The "theft" is supposedly the GOP Senate's refusal last year to vote on President Obama's nomination of Merrick Garland to fill Antonin Scalia's seat. But the standard of not confirming a Supreme Court nominee in the final year of a Presidency was set by . . . Democrats. And by no less a Beltway monument than the current Senate Minority Leader, Chuck Schumer.

"We should not confirm any Bush nominee to the Supreme Court, except in extraordinary circumstances," Mr. Schumer declared in a July 2007 speech to the American Constitution Society. Democrats then held the Senate and Mr. Schumer was putting down a marker if someone on the High Court retired. George W. Bush didn't get another opening, but Mr. Schumer surely meant what he said.
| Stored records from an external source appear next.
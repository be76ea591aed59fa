use std::sync::Arc;

use chime_db::Store;

pub type AppState = Arc<AppStateInner>;

pub struct AppStateInner {
    pub store: Arc<dyn Store>,
}
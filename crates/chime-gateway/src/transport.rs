//! Transport abstraction for message-oriented duplex connections.
//!
//! A connection is split into a [`FrameSource`] read by the session and a
//! [`FrameSink`] owned by the connection's writer task. Production uses axum
//! WebSocket halves (see [`crate::connection`]), tests use in-memory channels.

use async_trait::async_trait;
use bytes::Bytes;

/// One discrete unit delivered by the transport.
#[derive(Debug, Clone, PartialEq, Eq)]
pub enum Frame {
    Text(String),
    Binary(Bytes),
}

/// Receiving half of a connection.
#[async_trait]
pub trait FrameSource: Send {
    /// Next frame in send order, or `None` once the peer has disconnected.
    async fn recv(&mut self) -> Option<Frame>;
}

/// Sending half of a connection.
#[async_trait]
pub trait FrameSink: Send + 'static {
    async fn send_text(&mut self, text: String) -> anyhow::Result<()>;

    async fn send_binary(&mut self, data: Bytes) -> anyhow::Result<()>;

    /// Called on every heartbeat tick. Returning `false` drops the connection.
    async fn heartbeat(&mut self) -> anyhow::Result<bool> {
        Ok(true)
    }

    async fn close(&mut self);
}
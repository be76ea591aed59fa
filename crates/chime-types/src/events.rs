use serde::{Deserialize, Serialize};
use uuid::Uuid;

use crate::models::MessageKind;

/// Events sent from the server to a client as WebSocket text frames.
#[derive(Debug, Clone, PartialEq, Eq, Serialize, Deserialize)]
#[serde(tag = "type", content = "data", rename_all = "snake_case")]
pub enum ServerEvent {
    /// Bootstrap finished; the chat is ready for messages
    Ready {
        chat_id: Uuid,
        client_id: i64,
        timezone: String,
    },

    /// A message was inside its admission window and was stored
    Accepted { kind: MessageKind, message_id: Uuid },

    /// A message was outside its admission window and was recorded as discarded
    Discarded { kind: MessageKind, message_id: Uuid },

    /// A multimedia transfer was aborted; the connection stays usable
    TransferError { reason: String },

    /// The frame was processed but the message could not be recorded
    Failed { reason: String },

    /// The connection is refused and will be closed
    Rejected { reason: String },

    /// Server-wide notice delivered to every live connection
    Notice { text: String },
}

impl ServerEvent {
    pub fn to_json(&self) -> String {
        // Every variant is plain data; serialization cannot fail.
        serde_json::to_string(self).unwrap_or_default()
    }
}
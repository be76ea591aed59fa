pub mod assembler;
pub mod config;
pub mod connection;
pub mod engine;
pub mod error;
pub mod header;
pub mod registry;
pub mod session;
pub mod sink;
pub mod transport;
pub mod window;

pub use config::{AdmissionDelay, GatewayConfig};
pub use engine::Engine;
pub use error::ProtocolError;
pub use sink::MediaStore;
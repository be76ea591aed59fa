use std::net::SocketAddr;
use std::sync::Arc;

use axum::extract::{Path, State, WebSocketUpgrade};
use axum::http::header::{CONTENT_DISPOSITION, CONTENT_TYPE};
use axum::response::{Html, IntoResponse};
use axum::{Router, routing::get};
use chrono::{TimeZone, Utc};
use tempfile::TempDir;
use uuid::Uuid;

use chime_client::{ChatClient, ClientConfig, ClientError};
use chime_db::{Database, Store};
use chime_gateway::connection;
use chime_gateway::window::FixedClock;
use chime_gateway::{AdmissionDelay, Engine, GatewayConfig, MediaStore};
use chime_types::events::ServerEvent;
use chime_types::models::{MessageKind, MessageStatus};

const CLIP: &[u8] = b"not really an mp4 but long enough to need several chunks";

struct Server {
    addr: SocketAddr,
    db: Arc<Database>,
    media_dir: TempDir,
}

impl Server {
    async fn start() -> Self {
        let db = Arc::new(Database::open_in_memory().unwrap());
        let media_dir = tempfile::tempdir().unwrap();
        let media = MediaStore::new(media_dir.path().to_path_buf()).await.unwrap();
        let config = GatewayConfig {
            admission_delay: AdmissionDelay::NONE,
            ..GatewayConfig::default()
        };
        let clock = Arc::new(FixedClock::new(
            Utc.with_ymd_and_hms(2024, 6, 3, 10, 0, 0).unwrap(),
        ));
        let engine = Engine::with_clock(db.clone() as Arc<dyn Store>, media, config, clock);

        let app = Router::new()
            .route("/ws/{client_id}", get(ws_upgrade))
            .with_state(engine)
            .route("/files/clip.mp4", get(clip))
            .route("/page", get(page));

        let listener = tokio::net::TcpListener::bind("127.0.0.1:0").await.unwrap();
        let addr = listener.local_addr().unwrap();
        tokio::spawn(async move {
            axum::serve(listener, app).await.unwrap();
        });

        Self {
            addr,
            db,
            media_dir,
        }
    }

    fn config(&self, chunk_size: usize) -> ClientConfig {
        ClientConfig {
            ws_endpoint: format!("ws://{}/ws", self.addr),
            chunk_size,
        }
    }

    fn url(&self, path: &str) -> String {
        format!("http://{}{}", self.addr, path)
    }

    fn stored(&self, chat_id: Uuid) -> Vec<chime_types::models::Message> {
        self.db.list_messages(chat_id, 100, 0).unwrap()
    }

    fn sink_bytes(&self, content: &str) -> Vec<u8> {
        std::fs::read(self.media_dir.path().join(content)).unwrap()
    }
}

async fn ws_upgrade(
    State(engine): State<Engine>,
    Path(client_id): Path<i64>,
    ws: WebSocketUpgrade,
) -> impl IntoResponse {
    ws.on_upgrade(move |socket| connection::handle_connection(socket, engine, client_id))
}

async fn clip() -> impl IntoResponse {
    (
        [
            (CONTENT_TYPE, "video/mp4"),
            (CONTENT_DISPOSITION, "attachment; filename=clip.mp4"),
        ],
        CLIP.to_vec(),
    )
}

async fn page() -> Html<&'static str> {
    Html("<html><body>not a file</body></html>")
}

#[tokio::test]
async fn bootstrap_then_text_is_accepted() {
    let server = Server::start().await;
    let mut client = ChatClient::connect(&server.config(1024), 5).await.unwrap();
    let (chat_id, timezone) = client.bootstrap("Europe/Paris").await.unwrap();
    assert_eq!(timezone, "Europe/Paris");

    client.send_text("hello").await.unwrap();
    assert!(matches!(
        client.next_event().await.unwrap(),
        ServerEvent::Accepted {
            kind: MessageKind::Text,
            ..
        }
    ));

    let stored = server.stored(chat_id);
    assert_eq!(stored.len(), 1);
    assert_eq!(stored[0].content, "hello");
    assert_eq!(stored[0].status, MessageStatus::Accepted);
}

#[tokio::test]
async fn local_file_is_streamed_in_chunks() {
    let server = Server::start().await;
    let dir = tempfile::tempdir().unwrap();
    let path = dir.path().join("memo.ogg");
    let payload: Vec<u8> = (0..2500u32).map(|i| (i % 251) as u8).collect();
    std::fs::write(&path, &payload).unwrap();

    let mut client = ChatClient::connect(&server.config(1024), 6).await.unwrap();
    let (chat_id, _) = client.bootstrap("UTC").await.unwrap();

    let sent = client.send_voice(path.to_str().unwrap()).await.unwrap();
    assert_eq!(sent, 2500);
    assert!(matches!(
        client.next_event().await.unwrap(),
        ServerEvent::Accepted {
            kind: MessageKind::Voice,
            ..
        }
    ));

    let stored = server.stored(chat_id);
    assert!(stored[0].content.ends_with("-memo.ogg"));
    assert_eq!(server.sink_bytes(&stored[0].content), payload);
}

#[tokio::test]
async fn remote_file_is_streamed() {
    let server = Server::start().await;
    let mut client = ChatClient::connect(&server.config(16), 7).await.unwrap();
    let (chat_id, _) = client.bootstrap("UTC").await.unwrap();

    let sent = client.send_video(&server.url("/files/clip.mp4")).await.unwrap();
    assert_eq!(sent, CLIP.len() as u64);
    assert!(matches!(
        client.next_event().await.unwrap(),
        ServerEvent::Accepted {
            kind: MessageKind::Video,
            ..
        }
    ));

    let stored = server.stored(chat_id);
    assert!(stored[0].content.ends_with("-clip.mp4"));
    assert_eq!(server.sink_bytes(&stored[0].content), CLIP);
}

#[tokio::test]
async fn html_page_is_not_sent() {
    let server = Server::start().await;
    let mut client = ChatClient::connect(&server.config(1024), 8).await.unwrap();
    let (chat_id, _) = client.bootstrap("UTC").await.unwrap();

    assert!(matches!(
        client.send_video(&server.url("/page")).await,
        Err(ClientError::NotDownloadable(_))
    ));
    assert!(matches!(
        client.send_voice("no/such/memo.ogg").await,
        Err(ClientError::InvalidSource(_))
    ));

    // Nothing reached the server, so the connection is still clean
    client.send_text("after").await.unwrap();
    assert!(matches!(
        client.next_event().await.unwrap(),
        ServerEvent::Accepted {
            kind: MessageKind::Text,
            ..
        }
    ));
    assert_eq!(server.stored(chat_id).len(), 1);
}

#[tokio::test]
async fn invalid_timezone_is_rejected() {
    let server = Server::start().await;
    let mut client = ChatClient::connect(&server.config(1024), 9).await.unwrap();
    match client.bootstrap("Mars/Olympus_Mons").await {
        Err(ClientError::Rejected(reason)) => assert!(reason.contains("Mars/Olympus_Mons")),
        other => panic!("expected rejection, got {:?}", other.map(|(id, _)| id)),
    }
}
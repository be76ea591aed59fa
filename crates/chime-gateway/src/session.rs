//! Lifecycle of one admitted connection.
//!
//! ```text
//! ┌───────────────┐  timezone text  ┌────────┐  disconnect  ┌────────┐
//! │ Bootstrapping │────────────────>│ Active │─────────────>│ Closed │
//! └───────────────┘                 └────────┘              └────────┘
//!         │ invalid timezone / binary first                     ^
//!         └─────────────────────────────────────────────────────┘
//! ```
//!
//! Frames are handled strictly one at a time, so the transfer assembler
//! needs no locking.

use chrono_tz::Tz;
use tracing::{debug, error, info, trace, warn};
use uuid::Uuid;

use chime_types::events::ServerEvent;
use chime_types::models::{Chat, MessageKind, MessageStatus};

use crate::assembler::{Disposition, Step, TransferAssembler, TransferComplete};
use crate::engine::Engine;
use crate::error::ProtocolError;
use crate::header::TransferHeader;
use crate::registry::Outbox;
use crate::sink::{SinkName, Staging};
use crate::transport::{Frame, FrameSource};
use crate::window::resolve_timezone;

#[derive(Debug, Clone, PartialEq, Eq)]
pub enum SessionState {
    Bootstrapping,
    Active { chat: Chat, tz: Tz },
    Closed,
}

/// Whether the read loop keeps going after a frame.
#[derive(Debug, Clone, Copy, PartialEq, Eq)]
pub enum Flow {
    Continue,
    Close,
}

pub struct Session {
    engine: Engine,
    client_id: i64,
    state: SessionState,
    assembler: TransferAssembler,
    // Scratch file of the accepted transfer in flight
    staging: Option<Staging>,
    outbox: Outbox,
}

impl Session {
    pub fn new(engine: Engine, client_id: i64, outbox: Outbox) -> Self {
        Self {
            engine,
            client_id,
            state: SessionState::Bootstrapping,
            assembler: TransferAssembler::new(client_id),
            staging: None,
            outbox,
        }
    }

    /// Process frames until the peer disconnects or the session closes itself.
    pub async fn run<S: FrameSource + ?Sized>(&mut self, source: &mut S) {
        while let Some(frame) = source.recv().await {
            if self.handle(frame).await == Flow::Close {
                break;
            }
        }
    }

    pub async fn handle(&mut self, frame: Frame) -> Flow {
        let (chat_id, tz) = match &self.state {
            SessionState::Active { chat, tz } => (chat.id, *tz),
            SessionState::Closed => return Flow::Close,
            SessionState::Bootstrapping => {
                return self.bootstrap(frame).await;
            }
        };

        match frame {
            Frame::Text(text) => self.on_text(chat_id, tz, text).await,
            Frame::Binary(data) => self.on_binary(chat_id, tz, &data).await,
        }
        Flow::Continue
    }

    /// Enter `Closed`. Any transfer in flight is dropped without a message
    /// and its sink is left untouched.
    pub async fn close(&mut self) {
        self.state = SessionState::Closed;
        if let Some(sink) = self.assembler.abandon() {
            info!(
                "Client {}: abandoned partial transfer into {}",
                self.client_id, sink
            );
        }
        self.drop_staging().await;
    }

    // -- Bootstrap --

    async fn bootstrap(&mut self, frame: Frame) -> Flow {
        let Frame::Text(requested) = frame else {
            return self.reject("expected a timezone text frame first".into());
        };

        match self.open_chat(requested.trim()).await {
            Ok((chat, tz)) => {
                info!(
                    "Client {}: chat {} ready in {}",
                    self.client_id, chat.id, chat.timezone
                );
                self.outbox.send_event(&ServerEvent::Ready {
                    chat_id: chat.id,
                    client_id: self.client_id,
                    timezone: chat.timezone.clone(),
                });
                self.state = SessionState::Active { chat, tz };
                Flow::Continue
            }
            Err(e) => {
                warn!("Client {}: bootstrap failed: {}", self.client_id, e);
                self.reject(e.to_string())
            }
        }
    }

    /// Known chats keep their stored timezone; new chats validate the
    /// requested one before they are created.
    async fn open_chat(&self, requested: &str) -> Result<(Chat, Tz), ProtocolError> {
        let client_id = self.client_id;
        let existing = self
            .engine
            .blocking(move |store| store.get_chat(client_id))
            .await?;

        let chat = match existing {
            Some(chat) => {
                if chat.timezone != requested {
                    debug!(
                        "Client {}: keeping stored timezone {} (ignoring {})",
                        client_id, chat.timezone, requested
                    );
                }
                chat
            }
            None => {
                resolve_timezone(requested)?;
                let timezone = requested.to_string();
                self.engine
                    .blocking(move |store| store.create_chat(client_id, &timezone))
                    .await?
            }
        };

        let tz = resolve_timezone(&chat.timezone)?;
        Ok((chat, tz))
    }

    fn reject(&mut self, reason: String) -> Flow {
        self.outbox.send_event(&ServerEvent::Rejected { reason });
        self.outbox.close();
        self.state = SessionState::Closed;
        Flow::Close
    }

    // -- Text --

    async fn on_text(&mut self, chat_id: Uuid, tz: Tz, text: String) {
        let window = self.engine.config().text_window;
        let (content, status) = if window.contains(self.engine.clock().now(), tz) {
            (text, MessageStatus::Accepted)
        } else {
            debug!(
                "Client {}: text outside {} in {}",
                self.client_id, window, tz
            );
            (String::new(), MessageStatus::Discarded)
        };

        self.record(chat_id, MessageKind::Text, content, status).await;
    }

    // -- Multimedia --

    async fn on_binary(&mut self, chat_id: Uuid, tz: Tz, frame: &[u8]) {
        match self.assembler.feed(frame) {
            Ok(Step::Header(header)) => self.on_header(tz, header).await,
            Ok(Step::Chunk { sink, complete }) => {
                self.on_chunk(chat_id, frame, sink, complete).await
            }
            Err(e) => self.fail_transfer(e).await,
        }
    }

    /// Admission is decided once, against the header's arrival time, and
    /// holds for the whole transfer.
    async fn on_header(&mut self, tz: Tz, header: TransferHeader) {
        let window = self.engine.config().media_window(header.kind);
        let disposition = if window.contains(self.engine.clock().now(), tz) {
            Disposition::Accept {
                sink: SinkName::derive(header.kind, header.client_id, &header.name),
            }
        } else {
            Disposition::Discard
        };

        info!(
            "Client {}: {} '{}' ({} bytes) {}",
            self.client_id,
            header.kind,
            header.name,
            header.length,
            match &disposition {
                Disposition::Accept { sink } => format!("accepted into {}", sink),
                Disposition::Discard => format!("discarded, outside {} in {}", window, tz),
            }
        );

        let delay = self.engine.config().admission_delay.sample();
        if !delay.is_zero() {
            tokio::time::sleep(delay).await;
        }

        let staging = disposition.sink().map(|sink| self.engine.media().stage(sink));
        match self.assembler.begin(header, disposition) {
            Ok(()) => self.staging = staging,
            Err(e) => self.fail_transfer(e).await,
        }
    }

    /// Report a fault that ends the transfer in flight but not the connection.
    async fn fail_transfer(&mut self, e: ProtocolError) {
        if e.is_transfer_local() {
            warn!("Client {}: {}", self.client_id, e);
        } else {
            error!("Client {}: unexpected transfer fault: {}", self.client_id, e);
        }
        self.assembler.abandon();
        self.drop_staging().await;
        self.outbox.send_event(&ServerEvent::TransferError {
            reason: e.to_string(),
        });
    }

    async fn drop_staging(&mut self) {
        if let Some(staging) = self.staging.take() {
            self.engine.media().discard(staging).await;
        }
    }

    async fn on_chunk(
        &mut self,
        chat_id: Uuid,
        chunk: &[u8],
        sink: Option<SinkName>,
        complete: Option<TransferComplete>,
    ) {
        trace!(
            "Client {}: chunk of {} bytes, {:?} remaining",
            self.client_id,
            chunk.len(),
            self.assembler.remaining()
        );

        if sink.is_some() {
            let written = match &self.staging {
                Some(staging) => self.engine.media().append(staging, chunk).await,
                None => Ok(()),
            };
            if let Err(e) = written.map_err(ProtocolError::from) {
                error!(
                    "Client {}: staging a chunk failed, discarding the rest: {}",
                    self.client_id, e
                );
                self.assembler.demote();
                self.drop_staging().await;
            }
        }

        let Some(done) = complete else {
            return;
        };

        let stored = match (done.sink, self.staging.take()) {
            (Some(sink), Some(staging)) => {
                let committed = self.engine.media().commit(staging).await;
                match committed.map_err(ProtocolError::from) {
                    Ok(_) => Some(sink),
                    Err(e) => {
                        error!(
                            "Client {}: committing into {} failed: {}",
                            self.client_id, sink, e
                        );
                        None
                    }
                }
            }
            (_, leftover) => {
                if let Some(staging) = leftover {
                    self.engine.media().discard(staging).await;
                }
                None
            }
        };

        let kind = MessageKind::from(done.kind);
        match stored {
            Some(sink) => {
                info!(
                    "Client {}: {} transfer of {} bytes stored in {}",
                    self.client_id, done.kind, done.length, sink
                );
                self.record(chat_id, kind, sink.to_string(), MessageStatus::Accepted)
                    .await;
            }
            None => {
                info!(
                    "Client {}: {} transfer of {} bytes drained",
                    self.client_id, done.kind, done.length
                );
                self.record(chat_id, kind, String::new(), MessageStatus::Discarded)
                    .await;
            }
        }
    }

    // -- Persistence --

    /// Store exactly one message and acknowledge it. A store failure is
    /// reported to the client; the frame still counts as processed.
    async fn record(&self, chat_id: Uuid, kind: MessageKind, content: String, status: MessageStatus) {
        let result = self
            .engine
            .blocking(move |store| store.create_message(chat_id, &content, status))
            .await;

        let event = match result {
            Ok(message) => match status {
                MessageStatus::Accepted => ServerEvent::Accepted {
                    kind,
                    message_id: message.id,
                },
                MessageStatus::Discarded => ServerEvent::Discarded {
                    kind,
                    message_id: message.id,
                },
            },
            Err(e) => {
                error!(
                    "Client {}: could not record {} message: {}",
                    self.client_id, status, e
                );
                ServerEvent::Failed {
                    reason: e.to_string(),
                }
            }
        };
        self.outbox.send_event(&event);
    }
}
use std::path::PathBuf;
use std::time::Duration;

use anyhow::{Context, Result, bail};

use chime_gateway::window::AdmissionWindow;
use chime_gateway::{AdmissionDelay, GatewayConfig};

#[derive(Debug, Clone)]
pub struct Config {
    pub host: String,
    pub port: u16,
    pub db_path: PathBuf,
    pub media_dir: PathBuf,
    pub gateway: GatewayConfig,
}

impl Config {
    pub fn from_env() -> Result<Self> {
        Self::from_lookup(|key| std::env::var(key).ok())
    }

    /// Build the config from any key lookup. Unset keys take their defaults,
    /// set but invalid keys are an error.
    pub fn from_lookup<F>(lookup: F) -> Result<Self>
    where
        F: Fn(&str) -> Option<String>,
    {
        let var = |key: &str, default: &str| lookup(key).unwrap_or_else(|| default.to_string());
        let defaults = GatewayConfig::default();

        let port = var("CHIME_PORT", "8000");
        let port: u16 = port
            .parse()
            .with_context(|| format!("invalid CHIME_PORT '{}'", port))?;

        let max_connections = var("CHIME_MAX_CONNECTIONS", &defaults.max_connections.to_string());
        let max_connections: usize = max_connections
            .parse()
            .with_context(|| format!("invalid CHIME_MAX_CONNECTIONS '{}'", max_connections))?;
        if max_connections == 0 {
            bail!("CHIME_MAX_CONNECTIONS must be at least 1");
        }

        let window = |key: &str, default: AdmissionWindow| -> Result<AdmissionWindow> {
            match lookup(key) {
                Some(raw) => raw
                    .parse()
                    .with_context(|| format!("invalid {} '{}'", key, raw)),
                None => Ok(default),
            }
        };

        let admission_delay = match lookup("CHIME_ADMISSION_DELAY_MS") {
            Some(raw) => parse_delay(&raw)
                .with_context(|| format!("invalid CHIME_ADMISSION_DELAY_MS '{}'", raw))?,
            None => defaults.admission_delay,
        };

        Ok(Self {
            host: var("CHIME_HOST", "0.0.0.0"),
            port,
            db_path: PathBuf::from(var("CHIME_DB_PATH", "chime.db")),
            media_dir: PathBuf::from(var("CHIME_MEDIA_DIR", "./media")),
            gateway: GatewayConfig {
                max_connections,
                text_window: window("CHIME_TEXT_WINDOW", defaults.text_window)?,
                voice_window: window("CHIME_VOICE_WINDOW", defaults.voice_window)?,
                video_window: window("CHIME_VIDEO_WINDOW", defaults.video_window)?,
                admission_delay,
                heartbeat_interval: defaults.heartbeat_interval,
            },
        })
    }
}

/// `MIN-MAX` in milliseconds, or a single value for a fixed delay.
fn parse_delay(raw: &str) -> Result<AdmissionDelay> {
    let (min, max) = match raw.split_once('-') {
        Some((min, max)) => (min.trim().parse::<u64>()?, max.trim().parse::<u64>()?),
        None => {
            let fixed = raw.trim().parse::<u64>()?;
            (fixed, fixed)
        }
    };
    if min > max {
        bail!("minimum {} is above maximum {}", min, max);
    }
    Ok(AdmissionDelay {
        min: Duration::from_millis(min),
        max: Duration::from_millis(max),
    })
}

#[cfg(test)]
mod tests {
    use std::collections::HashMap;

    use super::*;

    fn config(vars: &[(&str, &str)]) -> Result<Config> {
        let vars: HashMap<String, String> = vars
            .iter()
            .map(|(k, v)| (k.to_string(), v.to_string()))
            .collect();
        Config::from_lookup(|key| vars.get(key).cloned())
    }

    #[test]
    fn test_defaults() {
        let config = config(&[]).unwrap();
        assert_eq!(config.host, "0.0.0.0");
        assert_eq!(config.port, 8000);
        assert_eq!(config.db_path, PathBuf::from("chime.db"));
        assert_eq!(config.media_dir, PathBuf::from("./media"));
        assert_eq!(config.gateway.max_connections, 50);
        assert_eq!(config.gateway.voice_window, AdmissionWindow::VOICE);
        assert_eq!(config.gateway.admission_delay, AdmissionDelay::default());
    }

    #[test]
    fn test_overrides() {
        let config = config(&[
            ("CHIME_PORT", "9001"),
            ("CHIME_MAX_CONNECTIONS", "5"),
            ("CHIME_VOICE_WINDOW", "09:30-10:15"),
            ("CHIME_ADMISSION_DELAY_MS", "0"),
        ])
        .unwrap();
        assert_eq!(config.port, 9001);
        assert_eq!(config.gateway.max_connections, 5);
        assert_eq!(config.gateway.voice_window.to_string(), "09:30-10:15");
        assert_eq!(config.gateway.admission_delay, AdmissionDelay::NONE);
    }

    #[test]
    fn test_delay_range() {
        let delay = parse_delay("200-400").unwrap();
        assert_eq!(delay.min, Duration::from_millis(200));
        assert_eq!(delay.max, Duration::from_millis(400));
        assert!(parse_delay("400-200").is_err());
        assert!(parse_delay("soon").is_err());
    }

    #[test]
    fn test_invalid_values_fail() {
        assert!(config(&[("CHIME_PORT", "eighty")]).is_err());
        assert!(config(&[("CHIME_MAX_CONNECTIONS", "0")]).is_err());
        assert!(config(&[("CHIME_TEXT_WINDOW", "23:00-05:00")]).is_err());
    }
}
//! Binary header that opens a multimedia transfer.
//!
//! ```text
//! [0]        Version (u8, currently 1)
//! [1]        Media kind (u8: 1 = voice, 2 = video)
//! [2..10]    Declared total length in bytes (u64 BE, > 0)
//! [10..18]   Originating client id (i64 BE)
//! [18..20]   Name length in bytes (u16 BE, > 0)
//! [20..]     Display name (UTF-8, exactly name length bytes)
//! ```
//!
//! The chunks that follow a header carry no framing of their own.

use chime_types::models::MediaKind;

use crate::error::ProtocolError;

/// Current wire version.
pub const HEADER_VERSION: u8 = 1;

/// Size of the fixed part, before the name.
pub const HEADER_FIXED_LEN: usize = 20;

const KIND_VOICE: u8 = 1;
const KIND_VIDEO: u8 = 2;

#[derive(Debug, Clone, PartialEq, Eq)]
pub struct TransferHeader {
    pub kind: MediaKind,
    pub length: u64,
    pub client_id: i64,
    pub name: String,
}

impl TransferHeader {
    pub fn new(kind: MediaKind, length: u64, client_id: i64, name: impl Into<String>) -> Self {
        Self {
            kind,
            length,
            client_id,
            name: name.into(),
        }
    }

    pub fn encode(&self) -> Result<Vec<u8>, ProtocolError> {
        if self.length == 0 {
            return Err(malformed("declared length must be greater than zero"));
        }
        let name = self.name.as_bytes();
        if name.is_empty() {
            return Err(malformed("name is empty"));
        }
        let name_len = u16::try_from(name.len())
            .map_err(|_| malformed(format!("name is {} bytes, max {}", name.len(), u16::MAX)))?;

        let mut buf = Vec::with_capacity(HEADER_FIXED_LEN + name.len());
        buf.push(HEADER_VERSION);
        buf.push(match self.kind {
            MediaKind::Voice => KIND_VOICE,
            MediaKind::Video => KIND_VIDEO,
        });
        buf.extend_from_slice(&self.length.to_be_bytes());
        buf.extend_from_slice(&self.client_id.to_be_bytes());
        buf.extend_from_slice(&name_len.to_be_bytes());
        buf.extend_from_slice(name);
        Ok(buf)
    }

    pub fn decode(data: &[u8]) -> Result<Self, ProtocolError> {
        if data.len() < HEADER_FIXED_LEN {
            return Err(malformed(format!(
                "{} bytes, need at least {}",
                data.len(),
                HEADER_FIXED_LEN
            )));
        }

        if data[0] != HEADER_VERSION {
            return Err(malformed(format!("unsupported version {}", data[0])));
        }

        let kind = match data[1] {
            KIND_VOICE => MediaKind::Voice,
            KIND_VIDEO => MediaKind::Video,
            other => return Err(malformed(format!("unknown media kind 0x{:02x}", other))),
        };

        let length = u64::from_be_bytes(field(data, 2)?);
        if length == 0 {
            return Err(malformed("declared length must be greater than zero"));
        }

        let client_id = i64::from_be_bytes(field(data, 10)?);

        let name_len = u16::from_be_bytes(field(data, 18)?) as usize;
        if name_len == 0 {
            return Err(malformed("name is empty"));
        }
        let name_bytes = &data[HEADER_FIXED_LEN..];
        if name_bytes.len() != name_len {
            return Err(malformed(format!(
                "name length {} does not match {} remaining bytes",
                name_len,
                name_bytes.len()
            )));
        }
        let name = std::str::from_utf8(name_bytes)
            .map_err(|_| malformed("name is not valid UTF-8"))?
            .to_string();

        Ok(Self {
            kind,
            length,
            client_id,
            name,
        })
    }
}

fn field<const N: usize>(data: &[u8], offset: usize) -> Result<[u8; N], ProtocolError> {
    data.get(offset..offset + N)
        .and_then(|s| s.try_into().ok())
        .ok_or_else(|| malformed(format!("truncated at byte {}", offset)))
}

fn malformed(reason: impl Into<String>) -> ProtocolError {
    ProtocolError::MalformedHeader(reason.into())
}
The Democratic theft standard goes back further to Joe Biden's days as chairman of the Senate Judiciary Committee. In June 1992 in President George H.W. Bush's final year, Robber Joe opined that the President "should consider following the practice of a majority of his predecessors and not name a nominee until after the November election is completed."

Naming a new Justice, he said, would ensure that a confirmation "process that is already in doubt in the minds of many will become distrusted by all." If Mr. Bush made an election-year nomination, Mr. Biden said his committee should consider "not scheduling confirmation hearings on the nomination until after the political campaign season is over."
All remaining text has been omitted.